(Stored data entries)
[Start of section]
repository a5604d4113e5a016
use std::path::{Component, Path, PathBuf};

/// Renders a path for messages: canonical when it exists, otherwise made
/// absolute against the working directory with `.` and `..` folded away.
pub fn best_effort_path_display(path: &Path) -> String {
    path.canonicalize()
        .unwrap_or_else(|_| normalize_path(&absolutize(path)))
        .display()
        .to_string()
}

fn absolutize(path: &Path) -> PathBuf {
    if path.is_absolute() {
        return path.to_path_buf();
    }
    std::env::current_dir()
        .map(|cwd| cwd.join(path))
        .unwrap_or_else(|_| path.to_path_buf())
}

fn normalize_path(path: &Path) -> PathBuf {
    let mut components: Vec<Component<'_>> = Vec::new();

    for component in path.components() {
        match component {
            Component::CurDir => {}
            Component::ParentDir => match components.last() {
                Some(Component::Normal(_)) => {
                    components.pop();
                }
                // `..` at the root stays at the root
                Some(Component::RootDir | Component::Prefix(_)) => {}
                _ => components.push(component),
            },
            _ => components.push(component),
        }
    }

    components.iter().collect()
}

pub trait BestEffortPathExt {
    fn best_effort_path_display(&self) -> String;
}

impl BestEffortPathExt for Path {
    fn best_effort_path_display(&self) -> String {
        best_effort_path_display(self)
    }
}

impl BestEffortPathExt for PathBuf {
    fn best_effort_path_display(&self) -> String {
        best_effort_path_display(self)
    }
}
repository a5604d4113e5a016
use std::path::PathBuf;

use clap::Parser;

use crate::application::data::LogLevel;

/// Places an empty marker file in every directory of a tree so that version
/// control keeps directories that would otherwise be empty.
#[derive(Parser, Debug, Clone)]
#[command(version)]
pub struct Cli {
    /// Directory whose whole tree receives marker files
    pub root: PathBuf,
    #[clap(long, short, default_value = "warn", value_enum)]
    pub log_level: LogLevel,

    /// Marker file name, `.gitkeep` unless the layout file says otherwise
    #[clap(long, short)]
    pub marker: Option<String>,

    /// YAML layout file with `marker`, `exclude` and `skeleton` entries
    #[clap(long, short)]
    pub config: Option<PathBuf>,

    /// Directory name to skip along with its subtree (repeatable)
    #[clap(long = "exclude", short = 'x', value_name = "NAME")]
    pub excludes: Vec<String>,
}
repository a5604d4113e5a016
#![allow(clippy::enum_variant_names)]

use clap::Parser as _;
use tracing::debug;

use crate::{
    application::{Application, ApplicationError},
    cli::Cli,
};

mod application;
mod cli;
mod config;
mod ext;
mod filesystem;
mod report;

#[compio::main]
#[snafu::report]
async fn main() -> Result<(), ApplicationError> {
    let cli_args = Cli::parse();
    setup_tracing(&cli_args);
    debug!("Parsed CLI arguments: {cli_args:?}");

    let report = Application::run(cli_args).await?;
    Application::emit(&report)?;

    Ok(())
}

fn setup_tracing(cli_args: &Cli) {
    if let Some(level) = cli_args.log_level.to_tracing_level() {
        tracing_subscriber::fmt()
            .with_max_level(level)
            .with_writer(std::io::stderr)
            .without_time()
            .compact()
            .init();
    }
}
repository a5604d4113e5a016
mod log_level;

pub use log_level::LogLevel;
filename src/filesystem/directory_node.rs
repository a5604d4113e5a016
use std::io;
use std::path::{Path, PathBuf};

use compio::fs::{self, OpenOptions};
use tracing::warn;

use crate::filesystem::MarkerName;

/// Outcome of ensuring a placeholder in a single directory.
#[derive(Debug, Clone, Copy, PartialEq, Eq)]
pub enum PlaceholderStatus {
    Created,
    Existing,
}

/// A directory discovered during traversal.
///
/// Nodes are never cached: whether the placeholder is present is asked of
/// the filesystem every time.
#[derive(Debug, Clone, PartialEq, Eq)]
pub struct DirectoryNode {
    path: PathBuf,
}

impl DirectoryNode {
    pub fn new(path: impl Into<PathBuf>) -> Self {
        Self { path: path.into() }
    }

    pub fn path(&self) -> &Path {
        &self.path
    }

    pub fn marker_path(&self, marker: &MarkerName) -> PathBuf {
        self.path.join(marker)
    }

    /// Any entry carrying the marker name counts, including dangling symlinks.
    #[cfg(test)]
    pub async fn has_placeholder(&self, marker: &MarkerName) -> bool {
        fs::symlink_metadata(self.marker_path(marker)).await.is_ok()
    }

    /// Creates the empty marker file unless an entry with that name exists.
    ///
    /// An existing entry is never opened, so its contents stay as they are.
    pub async fn ensure_placeholder(&self, marker: &MarkerName) -> io::Result<PlaceholderStatus> {
        let marker_path = self.marker_path(marker);
        if let Ok(metadata) = fs::symlink_metadata(&marker_path).await {
            if !metadata.is_file() {
                warn!(
                    "{} is not a regular file; keeping it as the placeholder",
                    marker_path.display()
                );
            }
            return Ok(PlaceholderStatus::Existing);
        }

        match OpenOptions::new()
            .write(true)
            .create_new(true)
            .open(&marker_path)
            .await
        {
            Ok(file) => {
                drop(file);
                Ok(PlaceholderStatus::Created)
            }
            // Lost a race with another writer; the marker is there either way
            Err(e) if e.kind() == io::ErrorKind::AlreadyExists => Ok(PlaceholderStatus::Existing),
            Err(e) => Err(e),
        }
    }
}
use std::path::PathBuf;

use crate::cli::Cli;

#[derive(Debug, Clone)]
pub struct RuntimeConfig {
    pub root: PathBuf,
    pub marker: Option<String>,
    pub layout_path: Option<PathBuf>,
    pub excludes: Vec<String>,
}

impl From<Cli> for RuntimeConfig {
    fn from(cli: Cli) -> Self {
        Self {
            root: cli.root,
            marker: cli.marker,
            layout_path: cli.config,
            excludes: cli.excludes,
        }
    }
}
use std::fmt;
use std::path::{Component, Path};

use snafu::Snafu;

pub const DEFAULT_MARKER_NAME: &str = ".gitkeep";

/// Name of the zero-byte placeholder file kept in every directory.
///
/// Always a single normal path component, so joining it onto a directory
/// never escapes that directory.
#[derive(Debug, Clone, PartialEq, Eq, Hash)]
pub struct MarkerName(String);

impl MarkerName {
    pub fn new(name: impl Into<String>) -> Result<Self, InvalidMarkerName> {
        let name = name.into();
        if Self::is_single_component(&name) {
            Ok(Self(name))
        } else {
            Err(InvalidMarkerName { name })
        }
    }

    pub fn as_str(&self) -> &str {
        &self.0
    }

    fn is_single_component(name: &str) -> bool {
        if name.is_empty() || name.contains(['/', '\\', '\0']) {
            return false;
        }
        let mut components = Path::new(name).components();
        matches!(
            (components.next(), components.next()),
            (Some(Component::Normal(_)), None)
        )
    }
}

impl Default for MarkerName {
    fn default() -> Self {
        Self(DEFAULT_MARKER_NAME.to_string())
    }
}

impl fmt::Display for MarkerName {
    fn fmt(&self, f: &mut fmt::Formatter<'_>) -> fmt::Result {
        f.write_str(self.as_str())
    }
}

impl AsRef<Path> for MarkerName {
    fn as_ref(&self) -> &Path {
        Path::new(&self.0)
    }
}

#[derive(Debug, Snafu)]
#[snafu(display("'{}' is not a valid marker file name", name))]
pub struct InvalidMarkerName {
    name: String,
}
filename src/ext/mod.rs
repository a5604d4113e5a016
mod best_effort_path_ext;

pub use best_effort_path_ext::BestEffortPathExt;
use std::path::{Component, Path, PathBuf};

use compio::fs;
use snafu::{ResultExt, Snafu};
use tracing::{debug, info};

use crate::ext::BestEffortPathExt;

/// Relative directories created under the root before placeholders are synced.
#[derive(Debug, Clone, Default, PartialEq, Eq)]
pub struct Skeleton {
    directories: Vec<PathBuf>,
}

impl Skeleton {
    pub fn new<I, P>(directories: I) -> Result<Self, InvalidSkeletonPath>
    where
        I: IntoIterator<Item = P>,
        P: Into<PathBuf>,
    {
        let directories = directories
            .into_iter()
            .map(Into::into)
            .map(|path| {
                if Self::stays_inside_root(&path) {
                    Ok(path)
                } else {
                    Err(InvalidSkeletonPath { path })
                }
            })
            .collect::<Result<Vec<_>, _>>()?;

        Ok(Self { directories })
    }

    pub fn directories(&self) -> &[PathBuf] {
        &self.directories
    }

    pub fn is_empty(&self) -> bool {
        self.directories.is_empty()
    }

    /// Creates every missing skeleton directory and returns the ones it made.
    pub async fn materialize(&self, root: &Path) -> Result<Vec<PathBuf>, MaterializeError> {
        let mut created = Vec::new();

        for directory in self.directories() {
            let target = root.join(directory);
            if fs::metadata(&target)
                .await
                .map(|meta| meta.is_dir())
                .unwrap_or(false)
            {
                debug!("Skeleton directory {} already exists", target.display());
                continue;
            }

            fs::create_dir_all(&target)
                .await
                .context(CreateDirSnafu { path: &target })?;
            info!("Created skeleton directory {}", target.display());
            created.push(target);
        }

        created.sort_by(|a, b| a.as_os_str().cmp(b.as_os_str()));
        Ok(created)
    }

    fn stays_inside_root(path: &Path) -> bool {
        let mut has_normal = false;
        for component in path.components() {
            match component {
                Component::Normal(_) => has_normal = true,
                Component::CurDir => {}
                Component::ParentDir | Component::RootDir | Component::Prefix(_) => return false,
            }
        }
        has_normal
    }
}

#[derive(Debug, Snafu)]
#[snafu(display("Skeleton path '{}' must be relative and stay inside the root", path.display()))]
pub struct InvalidSkeletonPath {
    path: PathBuf,
}

#[derive(Debug, Snafu)]
pub enum MaterializeError {
    #[snafu(display("Failed to create skeleton directory {}", path.best_effort_path_display()))]
    CreateDirError {
        path: PathBuf,
        source: std::io::Error,
    },
}
//! Optional YAML layout file: marker name, excluded directory names and the
//! skeleton of directories to create.

mod layout_config;

pub use layout_config::{LayoutConfig, LayoutConfigError};
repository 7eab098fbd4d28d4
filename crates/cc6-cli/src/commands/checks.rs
//! Checks command - list the registered checks.

use std::path::PathBuf;

use cc6::{Cc6Checker, CheckerConfig};
use colored::Colorize;

pub fn run(rules: Option<PathBuf>, json_output: bool) -> Result<bool, Box<dyn std::error::Error>> {
    let checker =
        Cc6Checker::new(CheckerConfig::from_env())?.with_rules(super::load_rules(rules.as_deref())?);
    let checks = checker.checks();

    if json_output {
        println!("{}", serde_json::to_string_pretty(&checks)?);
        return Ok(true);
    }

    println!("{}", "Registered checks:".cyan().bold());
    for check in &checks {
        let rules = checker.rules().in_group(&check.group).count();
        println!(
            "  {:<32} {:<22} level {}  ({} rules)",
            check.name.white(),
            check.group,
            check.level,
            rules
        );
    }
    Ok(true)
}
[End of section]
* _WHAT YOU SHOULD DO_:
Please copy exactly the lines from the first line of the records above through the line containing "fn absolutize(path: &Path)", including both, and nothing more.

* _EXERCISE RESPONSE_:
repository a5604d4113e5a016
use std::path::{Component, Path, PathBuf};

/// Renders a path for messages: canonical when it exists, otherwise made
/// absolute against the working directory with `.` and `..` folded away.
pub fn best_effort_path_display(path: &Path) -> String {
    path.canonicalize()
        .unwrap_or_else(|_| normalize_path(&absolutize(path)))
        .display()
        .to_string()
}

fn absolutize(path: &Path) -> PathBuf {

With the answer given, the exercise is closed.